John Mack at Credit Suisse First Boston may go down as the biggest scalp of the year, but would that have impressed Geronimo or Chief Sitting Bull on the war path?
The fall of John Mack enlivened an otherwise torpid early summer and then, thank heavens for multi-billionaire Philip Green, who added some much needed sparkle to Royal Ascot and the Chelsea Flower Show by ruffling Marks & Spencer's undies in public.
What a pity that his first bid was miserly, but we were treated to a new side of Goldman Sachs, with bare-knuckle M&A tactics in Philip Green's corner and finally, the total ringcraft mastery of Cazenove's David Mayhew, who saved the day for M&S, as well as his dignity.
Perhaps the surprise is that in a year when many major markets were becalmed, the investment banks managed to make so much money. How did they accomplish this without using sleight of hand or pulling rabbits out of a hat?
In such dreary markets you would expect two or three houses to fall by the wayside but in the end, only Commerzbank Securities bit the dust, after the departure of its cavalier leader, Mehmet Dalman.

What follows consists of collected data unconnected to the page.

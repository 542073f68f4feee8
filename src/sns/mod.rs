//! SNS HTTP endpoint middleware.
//!
//! # Data Flow
//! ```text
//! POST from SNS (content-type: text/plain)
//!     → content_type.rs (rewrite content-type to JSON when x-amz-sns-message-type is set)
//!     → confirm.rs (SubscriptionConfirmation only)
//!         → GET SubscribeURL
//!         → xml.rs (parse response, find SubscriptionArn)
//!         → 200 "Subscribed" | 400 {"error": ...}
//!     → next handler (every other message type)
//! ```
//!
//! # Design Decisions
//! - Both middlewares are independent; neither reads state the other writes
//! - Confirmation is a single fetch, never retried
//! - Every confirmation failure is answered locally with a 400

pub mod confirm;
pub mod content_type;
pub mod error;
pub mod logger;
pub mod message;
pub mod xml;

pub use confirm::{sns_confirm_middleware, SnsConfirmHandler, SubscriptionArn};
pub use content_type::override_content_type;
pub use error::ConfirmError;
pub use logger::{ConfirmLogger, TracingLogger};
pub use message::{SnsMessage, SnsMessageType};

/// Header SNS sets on every HTTP delivery.
pub const MESSAGE_TYPE_HEADER: &str = "x-amz-sns-message-type";

/// Content type forced onto SNS deliveries.
pub const JSON_CONTENT_TYPE: &str = "application/json;charset=UTF-8";

/// Namespace of the SNS query API responses.
pub const SNS_NAMESPACE: &str = "http://sns.amazonaws.com/doc/2010-03-31/";
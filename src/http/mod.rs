//! HTTP server for the SNS receiver.
//!
//! # Data Flow
//! ```text
//! TCP connection
//!     → request.rs (x-request-id from SNS message id or UUID)
//!     → TraceLayer, request timeout
//!     → sns::content_type (relabel SNS bodies as JSON)
//!     → sns::confirm (answer SubscriptionConfirmation)
//!     → server.rs notification_handler (everything else)
//! ```

pub mod request;
pub mod server;

pub use request::{MakeDeliveryId, SNS_MESSAGE_ID_HEADER, X_REQUEST_ID};
pub use server::{HttpServer, ServerError};
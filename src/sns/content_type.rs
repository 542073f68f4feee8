//! Content-Type override for SNS deliveries.
//!
//! SNS posts JSON bodies labelled `text/plain; charset=UTF-8`, and AWS keeps it
//! that way for existing integrations. Any request carrying the SNS message-type
//! header gets its content type rewritten before body extractors run.

use axum::{
    extract::Request,
    http::{header::CONTENT_TYPE, HeaderMap, HeaderValue},
    middleware::Next,
    response::Response,
};

use crate::observability::metrics;
use crate::sns::{JSON_CONTENT_TYPE, MESSAGE_TYPE_HEADER};

/// True when the request identifies itself as an SNS delivery.
pub fn needs_json_override(headers: &HeaderMap) -> bool {
    headers
        .get(MESSAGE_TYPE_HEADER)
        .is_some_and(|value| !value.is_empty())
}

/// Middleware: force `application/json;charset=UTF-8` on SNS deliveries, then continue.
pub async fn override_content_type(mut request: Request, next: Next) -> Response {
    if needs_json_override(request.headers()) {
        request
            .headers_mut()
            .insert(CONTENT_TYPE, HeaderValue::from_static(JSON_CONTENT_TYPE));
        metrics::record_content_type_override();
    }

    next.run(request).await
}
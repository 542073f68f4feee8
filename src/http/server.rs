//! HTTP server setup and configuration.
//!
//! # Responsibilities
//! - Create Axum Router with the SNS endpoint
//! - Wire up middleware (request ID, tracing, timeout, SNS content type, confirmation)
//! - Bind server to listener and stop on shutdown signal

use std::sync::Arc;
use std::time::Duration;

use axum::{
    body::Body,
    http::{HeaderMap, Request, StatusCode},
    middleware,
    response::IntoResponse,
    routing::post,
    Json, Router,
};
use thiserror::Error;
use tokio::net::TcpListener;
use tower_http::{
    request_id::{PropagateRequestIdLayer, SetRequestIdLayer},
    timeout::TimeoutLayer,
    trace::TraceLayer,
};

use crate::config::ReceiverConfig;
use crate::http::request::{MakeDeliveryId, X_REQUEST_ID};
use crate::lifecycle::ShutdownSignal;
use crate::observability::metrics;
use crate::sns::{
    override_content_type, sns_confirm_middleware, SnsConfirmHandler, SnsMessage, SnsMessageType,
};

/// Errors that stop the server from starting or serving.
#[derive(Debug, Error)]
pub enum ServerError {
    #[error("HTTP client error: {0}")]
    Client(#[from] reqwest::Error),

    #[error("IO error: {0}")]
    Io(#[from] std::io::Error),
}

/// HTTP server receiving SNS deliveries.
pub struct HttpServer {
    router: Router,
    config: ReceiverConfig,
}

impl HttpServer {
    /// Create a server whose confirmation client is built from `config.confirm`.
    pub fn new(config: ReceiverConfig) -> Result<Self, ServerError> {
        let handler = SnsConfirmHandler::from_config(&config.confirm)?;
        Ok(Self::with_handler(config, handler))
    }

    /// Create a server around a prepared confirmation handler.
    pub fn with_handler(config: ReceiverConfig, handler: SnsConfirmHandler) -> Self {
        let router = Self::build_router(&config, Arc::new(handler));
        Self { router, config }
    }

    /// Build the Axum router with all middleware layers.
    ///
    /// Later layers wrap earlier ones, so requests pass through them bottom-up.
    #[allow(deprecated)]
    fn build_router(config: &ReceiverConfig, handler: Arc<SnsConfirmHandler>) -> Router {
        Router::new()
            .route(&config.endpoint.path, post(notification_handler))
            .layer(middleware::from_fn_with_state(handler, sns_confirm_middleware))
            .layer(middleware::from_fn(override_content_type))
            .layer(TimeoutLayer::new(Duration::from_secs(config.timeouts.request_secs)))
            .layer(PropagateRequestIdLayer::x_request_id())
            .layer(
                TraceLayer::new_for_http().make_span_with(|request: &Request<Body>| {
                    let request_id = request
                        .headers()
                        .get(X_REQUEST_ID)
                        .and_then(|v| v.to_str().ok())
                        .unwrap_or("unknown");
                    tracing::info_span!(
                        "request",
                        method = %request.method(),
                        path = %request.uri().path(),
                        request_id = %request_id,
                    )
                }),
            )
            .layer(SetRequestIdLayer::x_request_id(MakeDeliveryId))
    }

    /// Router for in-process use (tests, embedding).
    pub fn router(&self) -> Router {
        self.router.clone()
    }

    pub fn config(&self) -> &ReceiverConfig {
        &self.config
    }

    /// Run the server, accepting connections on the given listener.
    pub async fn run(self, listener: TcpListener, shutdown: ShutdownSignal) -> Result<(), ServerError> {
        let addr = listener.local_addr()?;
        tracing::info!(
            address = %addr,
            path = %self.config.endpoint.path,
            "SNS receiver listening"
        );

        axum::serve(listener, self.router)
            .with_graceful_shutdown(shutdown.recv())
            .await?;

        tracing::info!("HTTP server stopped");
        Ok(())
    }
}

/// Handles every delivery the confirmation middleware passes on.
async fn notification_handler(
    headers: HeaderMap,
    Json(message): Json<SnsMessage>,
) -> impl IntoResponse {
    let message_type = SnsMessageType::from_headers(&headers)
        .map(|t| t.to_string())
        .or_else(|| message.message_type.clone())
        .unwrap_or_else(|| "Unknown".to_string());

    tracing::info!(
        message_type = %message_type,
        message_id = message.message_id.as_deref().unwrap_or("-"),
        topic_arn = message.topic_arn.as_deref().unwrap_or("-"),
        subject = message.subject.as_deref().unwrap_or("-"),
        "SNS message received"
    );
    metrics::record_message(message_type_label(&headers, &message));

    (StatusCode::OK, "OK")
}

/// Metric label for a delivery: header first, then the body's `Type`, else `unknown`.
fn message_type_label(headers: &HeaderMap, message: &SnsMessage) -> &'static str {
    SnsMessageType::from_headers(headers)
        .or_else(|| message.message_type.as_deref().map(SnsMessageType::from))
        .map_or("unknown", |t| t.metric_label())
}
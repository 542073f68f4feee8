//! Log sink used by the confirmation handler.

/// Sink for confirmation progress messages.
///
/// Defaults to [`TracingLogger`]; swap it to capture or redirect output.
pub trait ConfirmLogger: Send + Sync {
    fn debug(&self, message: &str);
    fn info(&self, message: &str);
}

/// Forwards to the `tracing` subscriber installed by the binary.
#[derive(Debug, Clone, Copy, Default)]
pub struct TracingLogger;

impl ConfirmLogger for TracingLogger {
    fn debug(&self, message: &str) {
        tracing::debug!(target: "sns_confirm::sns", "{}", message);
    }

    fn info(&self, message: &str) {
        tracing::info!(target: "sns_confirm::sns", "{}", message);
    }
}
//! Developer CLI that posts SNS-shaped deliveries to a running receiver.

use clap::{Parser, Subcommand};
use reqwest::header::{HeaderMap, HeaderValue, CONTENT_TYPE};
use serde_json::json;
use uuid::Uuid;

use sns_confirm::http::SNS_MESSAGE_ID_HEADER;
use sns_confirm::sns::{SnsMessageType, MESSAGE_TYPE_HEADER};

#[derive(Parser)]
#[command(name = "sns-cli")]
#[command(about = "Send simulated SNS deliveries to an sns-receiver", long_about = None)]
struct Cli {
    /// Receiver endpoint URL.
    #[arg(short, long, default_value = "http://localhost:8080/sns")]
    url: String,

    /// Topic ARN placed in the message.
    #[arg(short, long, default_value = "arn:aws:sns:us-west-2:123456789012:MyTopic")]
    topic_arn: String,

    #[command(subcommand)]
    command: Commands,
}

#[derive(Subcommand)]
enum Commands {
    /// Send a SubscriptionConfirmation pointing at the given SubscribeURL
    Confirm {
        #[arg(long)]
        subscribe_url: String,
    },
    /// Send a Notification carrying the given message
    Notify {
        #[arg(short, long)]
        message: String,

        #[arg(short, long)]
        subject: Option<String>,
    },
}

#[tokio::main]
async fn main() -> Result<(), Box<dyn std::error::Error>> {
    let cli = Cli::parse();
    let client = reqwest::Client::new();
    let message_id = Uuid::new_v4().to_string();

    let (message_type, body) = match cli.command {
        Commands::Confirm { subscribe_url } => (
            SnsMessageType::SubscriptionConfirmation,
            json!({
                "Type": "SubscriptionConfirmation",
                "MessageId": message_id,
                "TopicArn": cli.topic_arn,
                "Message": format!("You have chosen to subscribe to the topic {}.", cli.topic_arn),
                "SubscribeURL": subscribe_url,
            }),
        ),
        Commands::Notify { message, subject } => (
            SnsMessageType::Notification,
            json!({
                "Type": "Notification",
                "MessageId": message_id,
                "TopicArn": cli.topic_arn,
                "Subject": subject,
                "Message": message,
            }),
        ),
    };

    // SNS labels its JSON bodies as plain text.
    let mut headers = HeaderMap::new();
    headers.insert(
        CONTENT_TYPE,
        HeaderValue::from_static("text/plain; charset=UTF-8"),
    );
    headers.insert(
        MESSAGE_TYPE_HEADER,
        HeaderValue::from_str(message_type.as_str())?,
    );
    headers.insert(SNS_MESSAGE_ID_HEADER, HeaderValue::from_str(&message_id)?);

    let res = client
        .post(&cli.url)
        .headers(headers)
        .body(serde_json::to_string(&body)?)
        .send()
        .await?;

    print_response(res).await
}

async fn print_response(res: reqwest::Response) -> Result<(), Box<dyn std::error::Error>> {
    let status = res.status();
    let text = res.text().await?;

    if status.is_success() {
        println!("{} {}", status, text);
    } else {
        eprintln!("Error: receiver returned status {}", status);
        match serde_json::from_str::<serde_json::Value>(&text) {
            Ok(json) => eprintln!("{}", serde_json::to_string_pretty(&json)?),
            Err(_) => eprintln!("Response: {}", text),
        }
    }
    Ok(())
}
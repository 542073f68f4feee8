//! Structured logging.
//!
//! # Design Decisions
//! - Uses tracing crate for structured logging
//! - JSON format for production, pretty format for development
//! - Log level configurable via config and environment

use tracing_subscriber::{fmt, layer::SubscriberExt, util::SubscriberInitExt, EnvFilter};

use crate::config::ObservabilityConfig;

/// Install the global tracing subscriber.
pub fn init(config: &ObservabilityConfig) {
    let filter = EnvFilter::try_from_default_env()
        .unwrap_or_else(|_| EnvFilter::new(&config.log_filter));

    let registry = tracing_subscriber::registry().with(filter);
    if config.json_logs {
        registry.with(fmt::layer().json()).init();
    } else {
        registry.with(fmt::layer()).init();
    }
}
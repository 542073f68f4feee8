//! SNS subscription receiver.
//!
//! ```text
//!     SNS ──POST──▶ ┌──────────────────────────────────────────────┐
//!                   │ request id → trace → timeout                 │
//!                   │   → content-type override (text → json)      │
//!                   │   → confirm middleware ──GET SubscribeURL──▶ │──▶ sns.<region>.amazonaws.com
//!                   │   → notification handler                     │
//!                   └──────────────────────────────────────────────┘
//! ```

use std::net::SocketAddr;
use std::path::PathBuf;
use std::sync::Arc;

use clap::Parser;
use tokio::net::TcpListener;

use sns_confirm::config::{load_config, ReceiverConfig};
use sns_confirm::lifecycle::signals::wait_for_signal;
use sns_confirm::observability::{logging, metrics};
use sns_confirm::{HttpServer, Shutdown};

#[derive(Parser)]
#[command(name = "sns-receiver")]
#[command(about = "HTTP endpoint that confirms AWS SNS subscriptions", long_about = None)]
struct Args {
    /// Path to a TOML configuration file. Defaults apply when omitted.
    #[arg(short, long)]
    config: Option<PathBuf>,
}

#[tokio::main]
async fn main() -> Result<(), Box<dyn std::error::Error>> {
    let args = Args::parse();

    let config = match &args.config {
        Some(path) => load_config(path)?,
        None => ReceiverConfig::default(),
    };

    logging::init(&config.observability);
    tracing::info!("sns-receiver v{} starting", env!("CARGO_PKG_VERSION"));

    tracing::info!(
        bind_address = %config.listener.bind_address,
        endpoint = %config.endpoint.path,
        request_timeout_secs = config.timeouts.request_secs,
        fetch_timeout_secs = ?config.confirm.fetch_timeout_secs,
        "Configuration loaded"
    );

    if config.observability.metrics_enabled {
        let addr: SocketAddr = config.observability.metrics_address.parse()?;
        metrics::init_metrics(addr)?;
    }

    let listener = TcpListener::bind(&config.listener.bind_address).await?;

    let shutdown = Arc::new(Shutdown::new());
    let signal_shutdown = shutdown.clone();
    tokio::spawn(async move {
        wait_for_signal(&signal_shutdown).await;
    });

    let server = HttpServer::new(config)?;
    server.run(listener, shutdown.subscribe()).await?;

    tracing::info!("Shutdown complete");
    Ok(())
}
//! Configuration validation.
//!
//! # Responsibilities
//! - Semantic validation (serde handles syntactic)
//! - Validate addresses, paths and value ranges
//!
//! # Design Decisions
//! - Returns all validation errors, not just first
//! - Validation is pure function: ReceiverConfig → Result<(), Vec<ValidationError>>

use std::net::SocketAddr;

use thiserror::Error;

use crate::config::schema::ReceiverConfig;

/// A single semantic problem in the configuration.
#[derive(Debug, Clone, PartialEq, Eq, Error)]
pub enum ValidationError {
    #[error("invalid listener.bind_address '{0}'")]
    BindAddress(String),

    #[error("invalid observability.metrics_address '{0}'")]
    MetricsAddress(String),

    #[error("endpoint.path '{0}' must start with '/'")]
    EndpointPath(String),

    #[error("confirm.max_body_bytes must be greater than 0")]
    ZeroBodyLimit,

    #[error("confirm.fetch_timeout_secs must be greater than 0")]
    ZeroFetchTimeout,

    #[error("confirm.fetch_timeout_secs ({fetch_secs}) must be less than timeouts.request_secs ({request_secs})")]
    FetchTimeoutNotBelowRequest { fetch_secs: u64, request_secs: u64 },

    #[error("timeouts.request_secs must be greater than 0")]
    ZeroRequestTimeout,
}

pub fn validate_config(config: &ReceiverConfig) -> Result<(), Vec<ValidationError>> {
    let mut errors = Vec::new();

    if config.listener.bind_address.parse::<SocketAddr>().is_err() {
        errors.push(ValidationError::BindAddress(
            config.listener.bind_address.clone(),
        ));
    }

    if config.observability.metrics_enabled
        && config
            .observability
            .metrics_address
            .parse::<SocketAddr>()
            .is_err()
    {
        errors.push(ValidationError::MetricsAddress(
            config.observability.metrics_address.clone(),
        ));
    }

    if !config.endpoint.path.starts_with('/') {
        errors.push(ValidationError::EndpointPath(config.endpoint.path.clone()));
    }

    if config.confirm.max_body_bytes == 0 {
        errors.push(ValidationError::ZeroBodyLimit);
    }

    if config.confirm.fetch_timeout_secs == Some(0) {
        errors.push(ValidationError::ZeroFetchTimeout);
    }

    if config.timeouts.request_secs == 0 {
        errors.push(ValidationError::ZeroRequestTimeout);
    } else if let Some(fetch_secs) = config.confirm.fetch_timeout_secs {
        if fetch_secs >= config.timeouts.request_secs {
            errors.push(ValidationError::FetchTimeoutNotBelowRequest {
                fetch_secs,
                request_secs: config.timeouts.request_secs,
            });
        }
    }

    if errors.is_empty() {
        Ok(())
    } else {
        Err(errors)
    }
}
//! Lifecycle management subsystem.
//!
//! # Data Flow
//! ```text
//! Signals (signals.rs):
//!     SIGTERM/SIGINT → Shutdown::trigger
//!
//! Shutdown (shutdown.rs):
//!     trigger → HttpServer stops accepting → in-flight confirmations finish → exit
//! ```

pub mod shutdown;
pub mod signals;

pub use shutdown::{Shutdown, ShutdownSignal};
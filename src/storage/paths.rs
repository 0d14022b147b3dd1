// SPDX-License-Identifier: AGPL-3.0-or-later
//
// Copyright (C) 2026 Relational Network

//! Path constants and utilities for the data-directory layout.

use std::path::{Path, PathBuf};

/// Default base directory for all persistent storage.
pub const DATA_ROOT: &str = "/data";

/// Storage path utilities.
#[derive(Debug, Clone)]
pub struct StoragePaths {
    root: PathBuf,
}

impl Default for StoragePaths {
    fn default() -> Self {
        Self::new(DATA_ROOT)
    }
}

impl StoragePaths {
    /// Create a new StoragePaths with a custom root (useful for testing).
    pub fn new(root: impl AsRef<Path>) -> Self {
        Self {
            root: root.as_ref().to_path_buf(),
        }
    }

    /// Root directory for all persistent data.
    pub fn root(&self) -> &Path {
        &self.root
    }

    /// Path to the embedded database file.
    pub fn database(&self) -> PathBuf {
        self.root.join("shop.redb")
    }

    /// Directory containing credential session blobs.
    pub fn sessions_dir(&self) -> PathBuf {
        self.root.join("sessions")
    }

    /// Path to a specific credential blob.
    pub fn session(&self, credential_ref: &str) -> PathBuf {
        self.sessions_dir().join(credential_ref)
    }
}

#[cfg(test)]
mod tests {
    use super::*;

    #[test]
    fn paths_nest_under_root() {
        let paths = StoragePaths::new("/tmp/shop-test");
        assert_eq!(paths.database(), PathBuf::from("/tmp/shop-test/shop.redb"));
        assert_eq!(
            paths.session("15550001111.session"),
            PathBuf::from("/tmp/shop-test/sessions/15550001111.session")
        );
    }
}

However, that was always on the cards, because the Commerzbank Vorstand in Frankfurt, which never had much stomach for securities trading, couldn't see what Dalman might have achieved.
Dalman may have been over-exposed to equities and underweight in fixed income, but that balance could have been adjusted. Commerzbank has now gone back to basics, just when its leaders in Frankfurt should have been asking themselves how Deutsche Bank, just across the street, makes so much money in investment banking.
What is the future for Commerzbank now? From the outside the prospects look truly dismal and the bank's totally decent and hard-working chairman, Klaus-Peter Müller, might consider a visit to Lourdes to pray for a miracle.
Ladies of the night
Investment banks wanting to realise their maximum potential start each year by praying for favourable conditions in fixed income, equities, corporate finance advisory work and asset management. These are the four main revenue producing cornerstones.
Fixed income also includes trading in currencies and commodities. Derivatives and proprietary trading are part of both equities and fixed income.
Some investment banks have thriving clearing and settlements businesses or divisions which specialise in tax savings structures. Investment banks are not unlike ladies of the night. They are not proud, and go wherever the money is.
But in 2004, two of the four legs of investment banking were essentially hors de combat and another walked with a limp. Equities struggled all year and mergers and acquisitions, despite much huffing and puffing in the press, was a wet blanket.
Many investment bankers were seriously under-employed in 2004. Even the very best in the business, Goldman Sachs and Morgan Stanley, didn't make much money out of pure investment banking after allowing for their sky-high costs.
And because global stock markets mainly drifted sideways, asset management could make only a modest additional revenue contribution.
Thank heavens, therefore, for fixed income, currencies and commodities. Once again, these operations carried the investment banks on their shoulders.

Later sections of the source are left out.